Recently, a theft involving over 80 million Bitcoins was brought to trial in Henan courts. Suddenly, it reminded me of several similar cases I handled over the past few years. I want to discuss the legal risks behind "black eating black" (criminals stealing from criminals) in virtual currency.



The case is roughly as follows: A Shenzhen cybersecurity engineer, Li Dong, exploited vulnerabilities in a gambling website’s server, using technical means to steal 1.84 million user records, then transferred commission rebates from agent accounts to his own account. Eventually, police in two jurisdictions seized 183 Bitcoins, worth over 80 million. He is now charged with theft and infringing on citizens’ personal information.

This is a typical "black eating black" case—funds stolen from illegal sources (gambling sites). Many ask: since gambling websites are illegal, why am I still liable if I steal from them? This is a common misconception.

Let me explain why such behavior still constitutes a crime: the state has the right to recover gambling funds and illegal assets, but that doesn’t mean anyone can claim these funds through new crimes. Using technical means to intrude into systems and deceive funds is itself a new, independent illegal act. Criminal law protects not only "property ownership" but also social order. So even if the source is gambling money, your theft still constitutes a crime.

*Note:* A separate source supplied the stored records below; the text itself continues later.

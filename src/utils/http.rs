// src/utils/http.rs

//! HTTP client utilities.

use std::time::Duration;

use crate::error::Result;
use crate::models::PortalConfig;

/// Create a configured asynchronous HTTP client.
pub fn create_async_client(config: &PortalConfig) -> Result<reqwest::Client> {
    let client = reqwest::Client::builder()
        .user_agent(&config.user_agent)
        .timeout(Duration::from_secs(config.timeout_secs))
        .build()?;
    Ok(client)
}

/// Fetch a page and return its body, failing on non-2xx responses.
pub async fn fetch_text(client: &reqwest::Client, url: &str) -> Result<String> {
    let text = client
        .get(url)
        .send()
        .await?
        .error_for_status()?
        .text()
        .await?;
    Ok(text)
}
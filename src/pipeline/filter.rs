//! Year and keyword filter for notification-worthy rows.

use crate::models::{FilterConfig, NotificationRow};

/// True if `year` appears verbatim in the exam name and at least one
/// keyword appears in it ignoring case.
pub fn is_interesting<S: AsRef<str>>(row: &NotificationRow, year: &str, keywords: &[S]) -> bool {
    if !row.exam_name.contains(year) {
        return false;
    }

    let name = row.exam_name.to_lowercase();
    keywords
        .iter()
        .any(|k| name.contains(&k.as_ref().to_lowercase()))
}

/// Configured interest filter.
#[derive(Debug, Clone)]
pub struct InterestFilter {
    year: String,
    keywords: Vec<String>,
}

impl InterestFilter {
    pub fn new(year: impl Into<String>, keywords: Vec<String>) -> Self {
        Self {
            year: year.into(),
            keywords,
        }
    }

    pub fn from_config(config: &FilterConfig) -> Self {
        Self::new(config.year.clone(), config.keywords.clone())
    }

    pub fn matches(&self, row: &NotificationRow) -> bool {
        is_interesting(row, &self.year, &self.keywords)
    }

    /// Keep the matching rows, preserving order.
    pub fn select(&self, rows: &[NotificationRow]) -> Vec<NotificationRow> {
        rows.iter().filter(|r| self.matches(r)).cloned().collect()
    }
}

#[cfg(test)]
mod tests {
    use super::*;

    fn named(name: &str) -> NotificationRow {
        NotificationRow::new("12-01-2024", name, "")
    }

    const KEYWORDS: [&str; 2] = ["btech", "b.tech"];

    #[test]
    fn test_year_and_keyword_required() {
        assert!(is_interesting(
            &named("BTech 2018 Scheme S1 Exam"),
            "2018",
            &KEYWORDS
        ));
        assert!(is_interesting(
            &named("Fourth Semester B.Tech (2018 Scheme) Result"),
            "2018",
            &KEYWORDS
        ));
        assert!(!is_interesting(&named("BTech 2019 Scheme"), "2018", &KEYWORDS));
        assert!(!is_interesting(&named("MBA 2018 Scheme"), "2018", &KEYWORDS));
    }

    #[test]
    fn test_keyword_case_folded_on_both_sides() {
        assert!(is_interesting(
            &named("Bachelor of Technology 2018"),
            "2018",
            &["BACHELOR OF TECHNOLOGY"]
        ));
    }

    #[test]
    fn test_year_is_substring_match() {
        assert!(is_interesting(&named("BTech code 120185"), "2018", &KEYWORDS));
    }

    #[test]
    fn test_no_keywords_never_matches() {
        let empty: [&str; 0] = [];
        assert!(!is_interesting(&named("BTech 2018"), "2018", &empty));
    }

    #[test]
    fn test_filter_select_keeps_order() {
        let filter = InterestFilter::from_config(&FilterConfig::default());
        let rows = vec![
            named("B.Tech 2018 S3"),
            named("MCA 2018"),
            named("btech 2018 S5"),
        ];

        let picked = filter.select(&rows);
        assert_eq!(picked.len(), 2);
        assert_eq!(picked[0].exam_name, "B.Tech 2018 S3");
        assert_eq!(picked[1].exam_name, "btech 2018 S5");
    }
}
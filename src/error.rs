// src/error.rs

//! Unified error handling for the notifier.

use std::fmt;

use thiserror::Error;

/// Result type alias for notifier operations.
pub type Result<T> = std::result::Result<T, AppError>;

/// Unified application error type.
#[derive(Error, Debug)]
pub enum AppError {
    /// I/O operation failed
    #[error("I/O error: {0}")]
    Io(#[from] std::io::Error),

    /// HTTP request failed
    #[error("HTTP error: {0}")]
    Http(#[from] reqwest::Error),

    /// JSON serialization/deserialization failed
    #[error("JSON error: {0}")]
    Json(#[from] serde_json::Error),

    /// TOML parsing failed
    #[error("TOML parse error: {0}")]
    Toml(#[from] toml::de::Error),

    /// URL parsing failed
    #[error("URL parse error: {0}")]
    Url(#[from] url::ParseError),

    /// CSS selector parsing failed
    #[error("Invalid selector '{selector}': {message}")]
    Selector { selector: String, message: String },

    /// Configuration error
    #[error("Configuration error: {0}")]
    Config(String),

    /// Data validation error
    #[error("Validation error: {0}")]
    Validation(String),

    /// A batch without a single consistent publish date
    #[error("Malformed batch: {0}")]
    MalformedBatch(String),

    /// Batch store read or replace failed
    #[error("Storage error: {0}")]
    Storage(String),

    /// Digest dispatch failed
    #[error("Notification error: {0}")]
    Notify(String),

    /// Portal page could not be scraped
    #[error("Scrape error for {context}: {message}")]
    Scrape { context: String, message: String },
}

impl AppError {
    /// Create a selector parsing error.
    pub fn selector(selector: impl Into<String>, message: impl fmt::Display) -> Self {
        Self::Selector {
            selector: selector.into(),
            message: message.to_string(),
        }
    }

    /// Create a configuration error.
    pub fn config(message: impl Into<String>) -> Self {
        Self::Config(message.into())
    }

    /// Create a validation error.
    pub fn validation(message: impl Into<String>) -> Self {
        Self::Validation(message.into())
    }

    /// Create a malformed batch error.
    pub fn malformed(message: impl Into<String>) -> Self {
        Self::MalformedBatch(message.into())
    }

    /// Create a storage error.
    pub fn storage(message: impl fmt::Display) -> Self {
        Self::Storage(message.to_string())
    }

    /// Create a notification dispatch error.
    pub fn notify(message: impl fmt::Display) -> Self {
        Self::Notify(message.to_string())
    }

    /// Create a scrape error with context.
    pub fn scrape(context: impl Into<String>, message: impl fmt::Display) -> Self {
        Self::Scrape {
            context: context.into(),
            message: message.to_string(),
        }
    }
}
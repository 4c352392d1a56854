//! Utility functions and helpers.

pub mod http;

use url::Url;

/// Resolve a potentially relative URL against a base URL.
pub fn resolve_url(base: &Url, href: &str) -> String {
    base.join(href)
        .map(|u| u.to_string())
        .unwrap_or_else(|_| href.to_string())
}

/// Collapse runs of whitespace into single spaces and trim the ends.
pub fn normalize_whitespace(s: &str) -> String {
    s.split_whitespace().collect::<Vec<_>>().join(" ")
}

However, there are many controversial points here. For example, should virtual currency be classified as "data" or "property"? This directly affects the charges and sentencing. The crime of illegally obtaining computer information system data has a maximum sentence of 7 years, but theft can carry life imprisonment. In judicial practice, there is significant disagreement on this issue, and different verdicts are often given for similar cases.

Another key issue is whether theft and infringing on citizens’ personal information should be prosecuted separately. Based on the case details, Li Dong’s purpose in obtaining the information was to select high-value agent accounts, which should be a preparatory step for theft rather than two separate crimes. His focus was on account business data, not genuine personal privacy. How many of the 1.84 million records truly meet the legal definition of "citizens’ personal information"? That’s hard to say. I once handled a case where the police initially charged 500,000 records, but after data screening, many did not meet legal standards, and the case was eventually dismissed.

Furthermore, are all 183 Bitcoins considered stolen property? Reports say Li Dong started trading coins as early as 2016. Which of the seized Bitcoins can be conclusively proven to originate from gambling site rebates? Which might be from his early holdings or normal transactions? The involved funds have undergone multiple conversions between fiat currency and virtual currency, possibly involving several cold wallet addresses. Each transaction needs to be verified individually. It’s not enough to simply seize the coins and assume they are all stolen.

I want to remind everyone that although these cases involve "black eating black," there is considerable room for defense. The key is to focus on evidence, facts, and appropriate charges, rather than vague notions of guilt or innocence. Is there complete evidence supporting the amount involved? How should virtual currency be legally classified? Are the charges appropriate? These issues directly influence the case’s outcome.

Finally, I want to emphasize that such cases often involve technical details and extensive on-chain data, requiring specialized knowledge. Once convicted, the defendant could face more than ten years in prison. Do not take chances. If involved in such cases, seek professional criminal legal assistance promptly.